The tracklist and the release date of the album are announced by Gims on social networks: the album will be released on 28 August. At the end of August, a new single: "Brisé", is available. Subsequently, he released 4 other singles from his double album ("Tu vas me manquer", "Je te pardonne", "ABCD" as well as "Sapés comme jamais"). Then he announced the reissue of his album which will be released on 26 August 2016. Mon cœur avait raison runs out to 700,000 copies.

On 23 April 2016, Gims gave a concert before the football match between Paris Saint-Germain F.C. and Lille OSC for the 2016 Coupe de la Ligue Final. He performs there excerpts from three of his hits "Est-ce que tu m'aimes?", "Bella" and "Sapés comme jamais".

The singer is booed by the spectators, upon his arrival on the lawn. When the rapper shouts to the audience "Shall we continue?" ", The spectators shout" No! ". Interviewed in Morocco, Gims reveals that he did not hear the whistles when he sang and that these violent criticisms did not shock him. He argues that the supporters are alcoholic and some of them were for Lille, while Gims is Parisian. The rapper ends by acknowledging that there are a lot of people who do not like his music but would be ready to redo the experience for his fans.

Ceinture noire (2016–2019) 

Gims announces the release of Ceinture noire on 9 November 2016. Having left the Wati B label in December 2016, the album is released on TF1 Group under the Play Two label.

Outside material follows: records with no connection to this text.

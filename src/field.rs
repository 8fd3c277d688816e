//! Conversions between the protocol's field elements and external
//! representations (big-endian bytes, decimal strings, `u128` amounts).
//!
//! Arithmetic itself lives in `ark-ff`; this module only carries the wire
//! and witness encodings the rest of the crate shares.

use ark_ff::{BigInteger, PrimeField};
use num_bigint::BigUint;

use crate::error::EercError;

/// The SNARK scalar field `F_p`, which is also the base field of Baby Jubjub.
pub type Fq = ark_bn254::Fr;

/// The Baby Jubjub prime-subgroup scalar field, of order `ℓ`.
pub type Fr = ark_ed_on_bn254::Fr;

/// Canonical integer value of a field element.
pub fn to_biguint<F: PrimeField>(value: &F) -> BigUint {
    BigUint::from_bytes_be(&value.into_bigint().to_bytes_be())
}

/// Builds a field element from an integer, rejecting values outside `[0, modulus)`.
pub fn from_biguint<F: PrimeField>(value: &BigUint) -> Result<F, EercError> {
    let modulus = BigUint::from_bytes_be(&F::MODULUS.to_bytes_be());
    if *value >= modulus {
        return Err(EercError::ArithmeticError(format!(
            "value {value} exceeds the field modulus"
        )));
    }
    Ok(F::from_be_bytes_mod_order(&value.to_bytes_be()))
}

/// Decimal-string form used by the witness dictionaries.
pub fn to_decimal<F: PrimeField>(value: &F) -> String {
    to_biguint(value).to_str_radix(10)
}

/// Parses the decimal-string witness form back into a field element.
pub fn from_decimal<F: PrimeField>(text: &str) -> Result<F, EercError> {
    let value = BigUint::parse_bytes(text.as_bytes(), 10)
        .ok_or_else(|| EercError::Serialization(format!("not a decimal integer: {text:?}")))?;
    from_biguint(&value)
}

/// 32-byte big-endian form fixed by the on-wire layout.
pub fn to_be_bytes32<F: PrimeField>(value: &F) -> [u8; 32] {
    let bytes = value.into_bigint().to_bytes_be();
    let mut out = [0u8; 32];
    let start = 32usize.saturating_sub(bytes.len());
    out[start..].copy_from_slice(&bytes[bytes.len().saturating_sub(32)..]);
    out
}

/// Strict inverse of [`to_be_bytes32`]: exactly 32 bytes, canonical value.
pub fn from_be_bytes32<F: PrimeField>(bytes: &[u8]) -> Result<F, EercError> {
    if bytes.len() != 32 {
        return Err(EercError::Serialization(format!(
            "expected 32 bytes, got {}",
            bytes.len()
        )));
    }
    from_biguint(&BigUint::from_bytes_be(bytes))
}

/// Reads a protocol amount out of a field element.
///
/// Amounts live far below `2^128`; anything larger means a desynchronized or
/// hostile ciphertext.
pub fn to_u128<F: PrimeField>(value: &F) -> Result<u128, EercError> {
    let digits = to_biguint(value).to_u64_digits();
    if digits.len() > 2 {
        return Err(EercError::ArithmeticError(
            "field element does not fit an amount".into(),
        ));
    }
    let low = digits.first().copied().unwrap_or(0);
    let high = digits.get(1).copied().unwrap_or(0);
    Ok(u128::from(high) << 64 | u128::from(low))
}

/// Lifts a subgroup scalar into the base field.
///
/// `ℓ < p`, so the canonical integer always fits without reduction.
pub fn scalar_to_base(scalar: &Fr) -> Fq {
    Fq::from_be_bytes_mod_order(&scalar.into_bigint().to_bytes_be())
}

/// Field inversion with the zero case surfaced as an error.
pub fn inverse<F: PrimeField>(value: &F) -> Result<F, EercError> {
    value
        .inverse()
        .ok_or_else(|| EercError::ArithmeticError("inverse of zero".into()))
}

/// Square root (Tonelli–Shanks under the hood); non-residues are an error.
pub fn sqrt<F: PrimeField>(value: &F) -> Result<F, EercError> {
    value
        .sqrt()
        .ok_or_else(|| EercError::ArithmeticError("not a quadratic residue".into()))
}
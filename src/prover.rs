//! The external prover seam.
//!
//! Proving is a black box: the engine hands a witness dictionary plus a
//! circuit asset pair to an oracle and receives Groth16 proof points and
//! public signals back. Public-signal counts are fixed by the contract ABI
//! and checked here before anything reaches a transaction.

use async_trait::async_trait;
use serde::{Deserialize, Serialize};

use crate::error::EercError;

const LOG_TARGET: &str = "eerc::prover";

/// The five proved operations, each with its own circuit asset pair.
#[derive(Clone, Copy, Debug, PartialEq, Eq, Hash)]
pub enum CircuitId {
    Register,
    Mint,
    Transfer,
    Withdraw,
    Burn,
}

impl CircuitId {
    pub fn name(self) -> &'static str {
        match self {
            Self::Register => "register",
            Self::Mint => "mint",
            Self::Transfer => "transfer",
            Self::Withdraw => "withdraw",
            Self::Burn => "burn",
        }
    }

    /// ABI-fixed public-signal count the verifier contract expects.
    pub fn public_signal_count(self) -> usize {
        match self {
            Self::Register => 5,
            Self::Mint => 24,
            Self::Transfer => 32,
            Self::Withdraw => 16,
            Self::Burn => 19,
        }
    }
}

/// URLs of the `.wasm` witness generator and `.zkey` proving key for one
/// circuit.
#[derive(Clone, Debug, PartialEq, Eq, Serialize, Deserialize)]
pub struct CircuitAssets {
    pub wasm_url: String,
    pub zkey_url: String,
}

/// Groth16 proof points over BN254, in the decimal form the contract ABI
/// takes.
#[derive(Clone, Debug, PartialEq, Eq, Serialize, Deserialize)]
pub struct ProofPoints {
    pub a: [String; 2],
    pub b: [[String; 2]; 2],
    pub c: [String; 2],
}

/// A proof together with its public signals.
#[derive(Clone, Debug, PartialEq, Eq, Serialize, Deserialize)]
pub struct SnarkProof {
    pub points: ProofPoints,
    pub public_signals: Vec<String>,
}

impl SnarkProof {
    /// Checks the public-signal count against the circuit's ABI shape.
    pub fn validate_for(&self, circuit: CircuitId) -> Result<(), EercError> {
        let expected = circuit.public_signal_count();
        if self.public_signals.len() != expected {
            return Err(EercError::ProverError(format!(
                "{} proof carries {} public signals, expected {expected}",
                circuit.name(),
                self.public_signals.len()
            )));
        }
        Ok(())
    }
}

/// The proving oracle, the second of the engine's suspension points.
#[async_trait]
pub trait ProofBackend {
    /// Runs `prove(wasm, zkey, witness)` and returns the proof with its
    /// public signals. The witness value is the serialized form of one of
    /// the operation witness structs.
    async fn prove(
        &self,
        circuit: CircuitId,
        assets: &CircuitAssets,
        witness: serde_json::Value,
    ) -> Result<SnarkProof, EercError>;

    /// Optional asset warming; backends without a cache keep the default
    /// no-op.
    async fn prefetch(&self, _assets: &CircuitAssets) -> Result<(), EercError> {
        Ok(())
    }
}

/// Serializes a witness, runs the backend, and validates the proof shape.
#[tracing::instrument(target = LOG_TARGET, skip_all, fields(circuit = circuit.name()))]
pub async fn prove_operation<B, W>(
    backend: &B,
    circuit: CircuitId,
    assets: &CircuitAssets,
    witness: &W,
) -> Result<SnarkProof, EercError>
where
    B: ProofBackend + ?Sized + Sync,
    W: Serialize,
{
    let witness = serde_json::to_value(witness)
        .map_err(|err| EercError::Serialization(format!("witness serialization: {err}")))?;
    let proof = backend.prove(circuit, assets, witness).await?;
    proof.validate_for(circuit)?;
    tracing::debug!(target: LOG_TARGET, "proof accepted");
    Ok(proof)
}
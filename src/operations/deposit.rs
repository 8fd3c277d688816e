//! Deposit: converter-mode entry of ERC-20 value into the encrypted
//! ledger. Carries no proof, only a fresh sender amount-PCT of the
//! deposited amount after decimal rescaling.

use ark_ed_on_bn254::EdwardsAffine;
use ark_std::rand::Rng;

use super::{require_mode, require_positive, require_registered, DeploymentMode};
use crate::error::EercError;
use crate::field::Fq;
use crate::pct::{self, PCT_WIRE_LEN};

const LOG_TARGET: &str = "eerc::ops::deposit";

/// Rescales an amount between decimal widths. Downscaling truncates,
/// mirroring the on-chain conversion; the flag reports whether precision
/// was lost.
pub fn convert_token_decimals(amount: u128, from: u8, to: u8) -> (u128, bool) {
    if from == to {
        return (amount, false);
    }
    if from > to {
        let factor = 10u128.pow(u32::from(from - to));
        (amount / factor, amount % factor != 0)
    } else {
        let factor = 10u128.pow(u32::from(to - from));
        (amount.saturating_mul(factor), false)
    }
}

#[derive(Clone, Debug)]
pub struct PreparedDeposit {
    /// The sender amount-PCT the contract appends on deposit.
    pub amount_pct: [Fq; PCT_WIRE_LEN],
    /// The deposited amount at the protocol's decimal width.
    pub deposited_amount: u128,
    /// Set when downscaling dropped precision.
    pub truncated: bool,
}

#[tracing::instrument(target = LOG_TARGET, skip_all, fields(amount = amount))]
pub fn prepare_deposit<R: Rng>(
    mode: DeploymentMode,
    sender_pk: &EdwardsAffine,
    amount: u128,
    erc20_decimals: u8,
    protocol_decimals: u8,
    rng: &mut R,
) -> Result<PreparedDeposit, EercError> {
    require_mode(mode, DeploymentMode::Converter, "deposit")?;
    require_positive(amount)?;
    require_registered(sender_pk)?;

    let (deposited_amount, truncated) =
        convert_token_decimals(amount, erc20_decimals, protocol_decimals);
    require_positive(deposited_amount)?;
    if truncated {
        tracing::debug!(target: LOG_TARGET, deposited_amount, "deposit truncated by decimal rescaling");
    }

    let amount_pct = pct::encrypt(&[Fq::from(deposited_amount)], sender_pk, rng)?;
    Ok(PreparedDeposit {
        amount_pct: amount_pct.to_wire()?,
        deposited_amount,
        truncated,
    })
}

#[cfg(test)]
mod tests {
    use super::*;
    use crate::jubjub::{nonzero_scalar, KeyPair};
    use crate::pct::decrypt_wire;
    use ark_std::rand::SeedableRng;
    use rand::rngs::StdRng;

    #[test]
    fn decimal_conversion_truncates_downward_only() {
        assert_eq!(convert_token_decimals(1_234_567, 6, 2), (123, true));
        assert_eq!(convert_token_decimals(1_230_000, 6, 2), (123, false));
        assert_eq!(convert_token_decimals(123, 2, 6), (1_230_000, false));
        assert_eq!(convert_token_decimals(42, 2, 2), (42, false));
    }

    #[test]
    fn deposit_encrypts_the_rescaled_amount() {
        let mut rng = StdRng::seed_from_u64(61);
        let sender = KeyPair::new(nonzero_scalar(&mut rng)).unwrap();
        let prepared = prepare_deposit(
            DeploymentMode::Converter,
            &sender.public(),
            5_000_000_000_000_000_000, // 5 tokens at 18 decimals
            18,
            2,
            &mut rng,
        )
        .unwrap();
        assert_eq!(prepared.deposited_amount, 500);
        assert!(!prepared.truncated);
        assert_eq!(
            decrypt_wire(&prepared.amount_pct, sender.secret(), 1).unwrap(),
            vec![Fq::from(500u64)]
        );
    }

    #[test]
    fn dust_only_deposits_are_rejected() {
        let mut rng = StdRng::seed_from_u64(62);
        let sender = KeyPair::new(nonzero_scalar(&mut rng)).unwrap();
        // 1 wei at 18 decimals is zero at width 2.
        assert!(matches!(
            prepare_deposit(
                DeploymentMode::Converter,
                &sender.public(),
                1,
                18,
                2,
                &mut rng,
            ),
            Err(EercError::InvalidAmount(_))
        ));
    }

    #[test]
    fn standalone_mode_is_rejected() {
        let mut rng = StdRng::seed_from_u64(63);
        let sender = KeyPair::new(nonzero_scalar(&mut rng)).unwrap();
        assert!(matches!(
            prepare_deposit(
                DeploymentMode::Standalone,
                &sender.public(),
                100,
                6,
                2,
                &mut rng,
            ),
            Err(EercError::NotPermittedInMode { operation: "deposit", .. })
        ));
    }
}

On 7 May 2017, shortly after his official announcement, Gims published an extract on Instagram entitled "Marabout". The title accompanied by a clip is officially released on its new YouTube channel on 12 May 2017.

On 10 November 2017, Gims broadcast the first official clip of Ceinture noire, titled "Caméléon" on streaming platforms. On 12 December he posted the clip on his YouTube channel. The clip exceeds 10 million views in 2 weeks. Ceinture noire is released on 23 March 2018.

Gims unveils the tracklist and release date of his third solo album Ceinture noire for 23 March 2018, with 31 tracks + 3 bonus tracks to choose from. Then he reissued 4 bonus tracks on the Ceinture noire album in full version for 24 August 2018. On 14 March 2019 on YouTube, Gims finally released the reissue of the Ceinture noire album entitled Transcendance with 13 bonus tracks.

It includes South American superstar Maluma and J Balvin as well as Vitaa, his brother Dadju, Alonzo and Sting. In 2019, he sang "Reste" with Sting. The clip was shot in Transports en commun lyonnais. The album is currently certified diamond disc with over 990,000 sales. It is approaching 1,000,000 in sales, synonymous with the double diamond disc. On 28 September 2019, he officially became the first French-speaking rapper to fill the Stade de France with more than 72,000 spectators.

Le fléau (2020–present) 
In 2020, Gims announced his plan to release an entirely rap album. Le fléau was released on 6 November 2020. On 27 March 2020, during a live Instagram with Dadju, Gims announced the album Le Retour des Rois for release that year. "Here we are in the negotiations, of who, or, the album will be released, with whom it will be distributed. You know, the things a little technical."

On 30 March 2020 in this recording, Gims listens to several songs from the Sexion d'Assaut album Le Retour des Rois while driving in his car. On 2 May 2020, during a live return to Instagram with Sniper, Sefyu and Gradur. Gims has formalized his 100% rap album for the start of the 2020 school year at the latest, and Le Retour des Rois for the end of 2020, or even the beginning of 2021. After the end of the first confinement on 11 May 2020, Gims announces the return of the Sexion d'Assaut with the new album Le Retour des Rois, scheduled for the fall.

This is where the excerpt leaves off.